Russian legislative constituency

The Lyublino constituency (No.199 (Note: No.205 South-Eastern constituency in 1993-1995, No.195 in 1995-2007)) is a Russian legislative constituency in Moscow. The constituency covers residential and industrial areas in outer South-Eastern Moscow.

The constituency has been represented since 2016 by United Russia deputy Pyotr Tolstoy, former journalist, TV host and executive, and member of the Tolstoy family. Tolstoy has served as Deputy Chairman of the State Duma since October 2016.

==Boundaries==
1993–1995 South-Eastern constituency: South-Eastern Administrative Okrug (Kuzminki District, Lefortovo District, Nekrasovka District, Nizhegorodsky District, Ryazansky District, Tekstilshchiki District, Vykhino-Zhulebino District, Yuzhnoportovy District)

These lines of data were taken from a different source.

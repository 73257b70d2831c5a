//! Durable key-value storage backends.
//!
//! The navigation widget persists a handful of small string values (the expanded
//! menu ids and the active menu id). This module exposes the storage abstraction
//! along with a JSON-file implementation, an in-memory implementation for tests
//! and ephemeral sessions, and an always-failing implementation that stands in
//! for disabled storage.

use std::collections::BTreeMap;
use std::fs;
use std::path::{Path, PathBuf};
use std::sync::Mutex;

use thiserror::Error;
use tracing::warn;

use crate::path_processing::config_file_path;

/// Environment variable controlling the storage file location.
pub const STORAGE_PATH_ENV: &str = "NAVTREE_STORAGE_PATH";

/// Default filename for the persisted store.
pub const STORAGE_FILE_NAME: &str = "storage.json";

/// Errors surfaced by storage backends.
#[derive(Debug, Error)]
pub enum StorageError {
    /// I/O failure while reading or writing the storage file.
    #[error("storage I/O error: {0}")]
    Io(#[from] std::io::Error),
    /// Serialization or deserialization failure.
    #[error("storage serialization error: {0}")]
    Serialization(#[from] serde_json::Error),
    /// The backend cannot be used at all (disabled, over quota, sandboxed).
    #[error("storage unavailable: {0}")]
    Unavailable(String),
}

/// Shared trait implemented by storage backends.
pub trait KeyValueStore: Send + Sync {
    /// Read the value stored under `key`.
    fn get_item(&self, key: &str) -> Result<Option<String>, StorageError>;

    /// Store `value` under `key`, replacing any previous value.
    fn set_item(&self, key: &str, value: &str) -> Result<(), StorageError>;

    /// Remove `key`. Removing a missing key is not an error.
    fn remove_item(&self, key: &str) -> Result<(), StorageError>;
}

/// JSON-backed store persisted on disk as a flat object of string values.
#[derive(Debug)]
pub struct JsonFileStore {
    path: PathBuf,
    items: Mutex<BTreeMap<String, String>>,
}

impl JsonFileStore {
    /// Open the store at the provided path, or the default path when omitted.
    ///
    /// A missing file starts empty. A file that does not parse is logged and
    /// replaced on the next write.
    pub fn new<P: Into<Option<PathBuf>>>(path: P) -> Result<Self, StorageError> {
        let resolved_path = path.into().unwrap_or_else(default_storage_path);
        let items = load_items(&resolved_path)?;
        Ok(Self {
            path: resolved_path,
            items: Mutex::new(items),
        })
    }

    pub fn with_defaults() -> Result<Self, StorageError> {
        Self::new(None::<PathBuf>)
    }

    pub fn path(&self) -> &Path {
        &self.path
    }

    fn save_locked(&self, items: &BTreeMap<String, String>) -> Result<(), StorageError> {
        if let Some(parent) = self.path.parent() {
            fs::create_dir_all(parent)?;
        }
        let content = serde_json::to_string_pretty(items)?;
        fs::write(&self.path, content)?;
        Ok(())
    }
}

impl KeyValueStore for JsonFileStore {
    fn get_item(&self, key: &str) -> Result<Option<String>, StorageError> {
        let items = self.items.lock().expect("storage lock poisoned");
        Ok(items.get(key).cloned())
    }

    fn set_item(&self, key: &str, value: &str) -> Result<(), StorageError> {
        let mut items = self.items.lock().expect("storage lock poisoned");
        let mut updated = items.clone();
        updated.insert(key.to_string(), value.to_string());
        self.save_locked(&updated)?;
        *items = updated;
        Ok(())
    }

    fn remove_item(&self, key: &str) -> Result<(), StorageError> {
        let mut items = self.items.lock().expect("storage lock poisoned");
        if !items.contains_key(key) {
            return Ok(());
        }
        let mut updated = items.clone();
        updated.remove(key);
        self.save_locked(&updated)?;
        *items = updated;
        Ok(())
    }
}

/// In-memory store primarily used for unit testing.
#[derive(Debug, Default)]
pub struct InMemoryStore {
    items: Mutex<BTreeMap<String, String>>,
}

impl InMemoryStore {
    pub fn new() -> Self {
        Self::default()
    }
}

impl KeyValueStore for InMemoryStore {
    fn get_item(&self, key: &str) -> Result<Option<String>, StorageError> {
        let items = self.items.lock().expect("storage lock poisoned");
        Ok(items.get(key).cloned())
    }

    fn set_item(&self, key: &str, value: &str) -> Result<(), StorageError> {
        let mut items = self.items.lock().expect("storage lock poisoned");
        items.insert(key.to_string(), value.to_string());
        Ok(())
    }

    fn remove_item(&self, key: &str) -> Result<(), StorageError> {
        let mut items = self.items.lock().expect("storage lock poisoned");
        items.remove(key);
        Ok(())
    }
}

/// Store whose every operation fails, mirroring disabled browser storage.
#[derive(Debug, Clone)]
pub struct UnavailableStore {
    reason: String,
}

impl UnavailableStore {
    pub fn new(reason: impl Into<String>) -> Self {
        Self { reason: reason.into() }
    }
}

impl KeyValueStore for UnavailableStore {
    fn get_item(&self, _key: &str) -> Result<Option<String>, StorageError> {
        Err(StorageError::Unavailable(self.reason.clone()))
    }

    fn set_item(&self, _key: &str, _value: &str) -> Result<(), StorageError> {
        Err(StorageError::Unavailable(self.reason.clone()))
    }

    fn remove_item(&self, _key: &str) -> Result<(), StorageError> {
        Err(StorageError::Unavailable(self.reason.clone()))
    }
}

fn default_storage_path() -> PathBuf {
    config_file_path(STORAGE_PATH_ENV, STORAGE_FILE_NAME)
}

fn load_items(path: &Path) -> Result<BTreeMap<String, String>, StorageError> {
    match fs::read_to_string(path) {
        Ok(content) => match serde_json::from_str::<BTreeMap<String, String>>(&content) {
            Ok(items) => Ok(items),
            Err(error) => {
                warn!(path = %path.display(), error = %error, "Failed to parse storage file; starting empty");
                Ok(BTreeMap::new())
            }
        },
        Err(error) if error.kind() == std::io::ErrorKind::NotFound => Ok(BTreeMap::new()),
        Err(error) => Err(StorageError::Io(error)),
    }
}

The constituency covered northern and eastern parts of South-Eastern Moscow, including the enclave of Nekrasovka.

1995–2003: South-Eastern Administrative Okrug (Kapotnya District, Kuzminki District, Lyublino District, Maryino District, Nekrasovka District, Ryazansky District, Tekstilshchiki District, Vykhino-Zhulebino District)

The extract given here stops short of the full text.